→ **Task instructions**:
Copy out each line of the listing below that contains the word "match".

→ **Recorded information**:
==============================
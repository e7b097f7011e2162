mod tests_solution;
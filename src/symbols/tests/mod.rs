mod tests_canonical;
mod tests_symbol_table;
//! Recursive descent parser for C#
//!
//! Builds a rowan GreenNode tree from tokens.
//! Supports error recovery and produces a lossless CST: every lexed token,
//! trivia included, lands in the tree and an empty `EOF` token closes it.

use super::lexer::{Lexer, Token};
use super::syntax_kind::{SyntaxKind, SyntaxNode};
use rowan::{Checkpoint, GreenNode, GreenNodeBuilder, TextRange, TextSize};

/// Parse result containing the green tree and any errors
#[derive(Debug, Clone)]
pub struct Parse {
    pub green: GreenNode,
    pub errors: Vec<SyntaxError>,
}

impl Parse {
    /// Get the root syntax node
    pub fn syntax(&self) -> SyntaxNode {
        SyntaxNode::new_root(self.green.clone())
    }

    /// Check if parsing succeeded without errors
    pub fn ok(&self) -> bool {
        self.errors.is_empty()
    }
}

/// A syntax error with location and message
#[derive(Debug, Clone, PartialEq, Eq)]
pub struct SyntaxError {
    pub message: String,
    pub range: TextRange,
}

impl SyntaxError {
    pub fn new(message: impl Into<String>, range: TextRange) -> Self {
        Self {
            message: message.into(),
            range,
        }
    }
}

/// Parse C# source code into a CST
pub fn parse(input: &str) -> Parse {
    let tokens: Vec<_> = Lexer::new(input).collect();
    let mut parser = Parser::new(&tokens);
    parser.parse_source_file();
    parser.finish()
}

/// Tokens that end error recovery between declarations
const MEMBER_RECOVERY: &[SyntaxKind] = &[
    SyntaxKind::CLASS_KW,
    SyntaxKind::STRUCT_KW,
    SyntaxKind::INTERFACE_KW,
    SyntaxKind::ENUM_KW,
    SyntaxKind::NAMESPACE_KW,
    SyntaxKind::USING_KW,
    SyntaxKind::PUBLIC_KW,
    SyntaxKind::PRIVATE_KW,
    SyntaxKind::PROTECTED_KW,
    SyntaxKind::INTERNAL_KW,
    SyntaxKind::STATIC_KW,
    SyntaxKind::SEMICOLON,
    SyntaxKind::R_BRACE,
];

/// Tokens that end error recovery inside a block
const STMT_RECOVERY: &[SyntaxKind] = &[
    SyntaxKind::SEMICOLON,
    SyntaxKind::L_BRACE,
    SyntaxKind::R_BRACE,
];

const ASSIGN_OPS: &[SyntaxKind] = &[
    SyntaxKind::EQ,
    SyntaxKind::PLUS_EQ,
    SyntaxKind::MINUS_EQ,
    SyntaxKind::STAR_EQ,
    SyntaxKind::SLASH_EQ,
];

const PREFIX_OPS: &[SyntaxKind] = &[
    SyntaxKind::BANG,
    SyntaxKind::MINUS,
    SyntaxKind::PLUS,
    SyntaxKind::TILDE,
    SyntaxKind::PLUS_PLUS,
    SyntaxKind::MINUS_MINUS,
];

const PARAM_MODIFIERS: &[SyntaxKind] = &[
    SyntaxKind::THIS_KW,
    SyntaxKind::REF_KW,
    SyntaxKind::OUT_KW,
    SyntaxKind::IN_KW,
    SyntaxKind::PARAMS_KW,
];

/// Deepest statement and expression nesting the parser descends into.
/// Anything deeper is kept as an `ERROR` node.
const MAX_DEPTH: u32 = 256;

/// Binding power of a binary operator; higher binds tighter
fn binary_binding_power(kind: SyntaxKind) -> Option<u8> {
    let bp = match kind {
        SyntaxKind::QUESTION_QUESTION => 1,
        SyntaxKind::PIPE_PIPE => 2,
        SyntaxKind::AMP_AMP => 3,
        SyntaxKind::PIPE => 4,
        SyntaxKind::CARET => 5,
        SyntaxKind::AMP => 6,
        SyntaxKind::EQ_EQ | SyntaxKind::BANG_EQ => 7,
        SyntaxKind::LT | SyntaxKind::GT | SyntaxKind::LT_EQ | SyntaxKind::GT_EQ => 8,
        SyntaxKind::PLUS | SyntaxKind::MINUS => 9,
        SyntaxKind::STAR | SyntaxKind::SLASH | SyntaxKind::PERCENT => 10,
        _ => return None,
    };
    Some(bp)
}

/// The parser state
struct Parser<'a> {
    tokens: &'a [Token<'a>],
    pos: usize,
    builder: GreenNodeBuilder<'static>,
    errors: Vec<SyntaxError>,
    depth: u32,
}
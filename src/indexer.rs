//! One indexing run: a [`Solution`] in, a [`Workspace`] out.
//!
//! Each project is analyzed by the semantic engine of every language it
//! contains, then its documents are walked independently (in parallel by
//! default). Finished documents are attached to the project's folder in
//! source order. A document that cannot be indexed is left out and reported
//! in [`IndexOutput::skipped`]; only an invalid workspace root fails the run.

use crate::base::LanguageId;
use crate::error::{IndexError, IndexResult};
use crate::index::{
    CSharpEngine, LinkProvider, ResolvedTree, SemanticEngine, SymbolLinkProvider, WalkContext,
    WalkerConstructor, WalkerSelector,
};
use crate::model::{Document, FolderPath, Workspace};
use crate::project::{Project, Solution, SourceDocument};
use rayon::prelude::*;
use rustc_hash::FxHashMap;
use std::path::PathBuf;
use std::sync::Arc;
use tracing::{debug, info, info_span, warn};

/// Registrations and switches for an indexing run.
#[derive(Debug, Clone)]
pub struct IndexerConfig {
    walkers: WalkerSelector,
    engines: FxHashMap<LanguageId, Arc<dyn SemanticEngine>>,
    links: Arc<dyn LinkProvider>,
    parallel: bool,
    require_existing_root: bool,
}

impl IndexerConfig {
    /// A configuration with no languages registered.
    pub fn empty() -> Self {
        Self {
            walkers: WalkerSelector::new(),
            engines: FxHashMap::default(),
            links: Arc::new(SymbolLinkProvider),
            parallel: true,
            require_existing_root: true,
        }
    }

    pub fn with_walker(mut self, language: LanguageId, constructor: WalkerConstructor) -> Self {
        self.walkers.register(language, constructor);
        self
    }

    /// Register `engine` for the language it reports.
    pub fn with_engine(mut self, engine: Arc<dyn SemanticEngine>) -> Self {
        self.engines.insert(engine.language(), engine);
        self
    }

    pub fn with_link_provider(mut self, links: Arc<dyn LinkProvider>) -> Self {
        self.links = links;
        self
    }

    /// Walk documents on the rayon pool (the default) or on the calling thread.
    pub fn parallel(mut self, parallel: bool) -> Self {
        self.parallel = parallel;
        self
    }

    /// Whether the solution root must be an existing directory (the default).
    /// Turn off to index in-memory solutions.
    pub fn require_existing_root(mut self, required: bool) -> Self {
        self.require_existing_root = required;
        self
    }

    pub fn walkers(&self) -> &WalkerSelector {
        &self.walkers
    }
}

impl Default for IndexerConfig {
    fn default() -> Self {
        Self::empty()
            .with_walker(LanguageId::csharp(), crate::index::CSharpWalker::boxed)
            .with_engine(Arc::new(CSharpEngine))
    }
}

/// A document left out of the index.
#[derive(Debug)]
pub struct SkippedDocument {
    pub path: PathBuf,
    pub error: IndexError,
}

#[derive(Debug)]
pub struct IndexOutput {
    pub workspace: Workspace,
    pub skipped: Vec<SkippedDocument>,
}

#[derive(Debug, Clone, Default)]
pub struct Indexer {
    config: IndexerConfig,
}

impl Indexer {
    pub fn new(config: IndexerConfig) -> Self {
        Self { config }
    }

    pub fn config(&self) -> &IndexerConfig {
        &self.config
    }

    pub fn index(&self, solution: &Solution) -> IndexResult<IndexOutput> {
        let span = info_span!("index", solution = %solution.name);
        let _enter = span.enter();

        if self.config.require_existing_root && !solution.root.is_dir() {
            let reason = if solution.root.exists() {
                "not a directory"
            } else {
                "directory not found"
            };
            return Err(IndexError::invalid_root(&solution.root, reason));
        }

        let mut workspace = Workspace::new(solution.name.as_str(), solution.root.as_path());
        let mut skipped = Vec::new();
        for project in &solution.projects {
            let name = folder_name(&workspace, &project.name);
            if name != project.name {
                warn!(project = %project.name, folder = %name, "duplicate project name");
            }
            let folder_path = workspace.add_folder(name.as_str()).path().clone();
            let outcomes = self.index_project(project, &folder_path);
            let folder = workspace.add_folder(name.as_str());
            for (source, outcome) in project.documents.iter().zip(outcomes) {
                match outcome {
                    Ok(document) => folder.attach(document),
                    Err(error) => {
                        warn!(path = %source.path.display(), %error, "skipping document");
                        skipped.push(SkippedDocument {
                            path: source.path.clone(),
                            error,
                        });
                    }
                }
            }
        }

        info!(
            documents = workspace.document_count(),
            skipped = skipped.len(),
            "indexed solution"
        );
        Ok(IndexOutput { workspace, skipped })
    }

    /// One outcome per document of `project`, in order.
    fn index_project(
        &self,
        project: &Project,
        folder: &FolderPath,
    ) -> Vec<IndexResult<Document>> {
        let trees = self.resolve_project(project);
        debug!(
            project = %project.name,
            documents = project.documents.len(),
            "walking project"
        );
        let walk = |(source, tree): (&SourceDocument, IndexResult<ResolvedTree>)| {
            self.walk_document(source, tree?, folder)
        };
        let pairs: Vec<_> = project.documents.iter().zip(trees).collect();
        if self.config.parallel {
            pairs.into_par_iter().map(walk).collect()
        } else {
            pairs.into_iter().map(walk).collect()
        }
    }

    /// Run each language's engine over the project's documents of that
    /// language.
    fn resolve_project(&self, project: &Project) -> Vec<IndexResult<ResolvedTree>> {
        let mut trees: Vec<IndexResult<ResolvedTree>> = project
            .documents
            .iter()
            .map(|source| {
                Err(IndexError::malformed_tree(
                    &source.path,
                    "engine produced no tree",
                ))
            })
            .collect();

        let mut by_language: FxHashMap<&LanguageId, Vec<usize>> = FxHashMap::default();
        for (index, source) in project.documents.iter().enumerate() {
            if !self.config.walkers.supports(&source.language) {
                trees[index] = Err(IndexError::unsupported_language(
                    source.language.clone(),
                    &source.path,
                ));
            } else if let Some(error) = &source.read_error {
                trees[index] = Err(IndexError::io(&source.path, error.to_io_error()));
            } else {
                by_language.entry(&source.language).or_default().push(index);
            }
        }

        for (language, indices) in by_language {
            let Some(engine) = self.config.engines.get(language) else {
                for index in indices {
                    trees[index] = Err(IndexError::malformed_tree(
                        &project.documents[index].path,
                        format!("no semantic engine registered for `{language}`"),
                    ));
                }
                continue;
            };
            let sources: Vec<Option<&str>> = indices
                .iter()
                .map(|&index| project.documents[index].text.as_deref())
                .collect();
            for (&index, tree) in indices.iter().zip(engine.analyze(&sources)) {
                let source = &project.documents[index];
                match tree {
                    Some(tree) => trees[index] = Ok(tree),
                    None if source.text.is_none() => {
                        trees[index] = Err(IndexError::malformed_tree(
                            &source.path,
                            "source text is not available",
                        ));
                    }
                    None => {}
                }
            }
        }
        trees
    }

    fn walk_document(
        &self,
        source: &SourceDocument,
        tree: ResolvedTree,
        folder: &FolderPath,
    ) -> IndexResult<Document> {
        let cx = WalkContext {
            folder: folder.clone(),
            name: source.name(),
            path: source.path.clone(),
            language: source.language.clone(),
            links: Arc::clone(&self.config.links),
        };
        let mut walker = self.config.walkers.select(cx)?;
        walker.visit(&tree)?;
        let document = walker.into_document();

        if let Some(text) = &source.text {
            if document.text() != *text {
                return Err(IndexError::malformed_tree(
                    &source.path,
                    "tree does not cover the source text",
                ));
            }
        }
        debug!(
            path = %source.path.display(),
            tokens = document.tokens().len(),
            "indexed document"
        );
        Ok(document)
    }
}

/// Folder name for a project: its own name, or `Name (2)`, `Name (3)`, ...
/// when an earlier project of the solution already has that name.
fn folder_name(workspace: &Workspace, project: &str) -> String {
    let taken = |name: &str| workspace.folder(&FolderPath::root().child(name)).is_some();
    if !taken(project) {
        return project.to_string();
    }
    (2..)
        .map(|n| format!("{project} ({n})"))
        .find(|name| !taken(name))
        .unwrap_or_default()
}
==============================
→ **Answer section**:
    let bp = match kind {
                match outcome {
                match tree {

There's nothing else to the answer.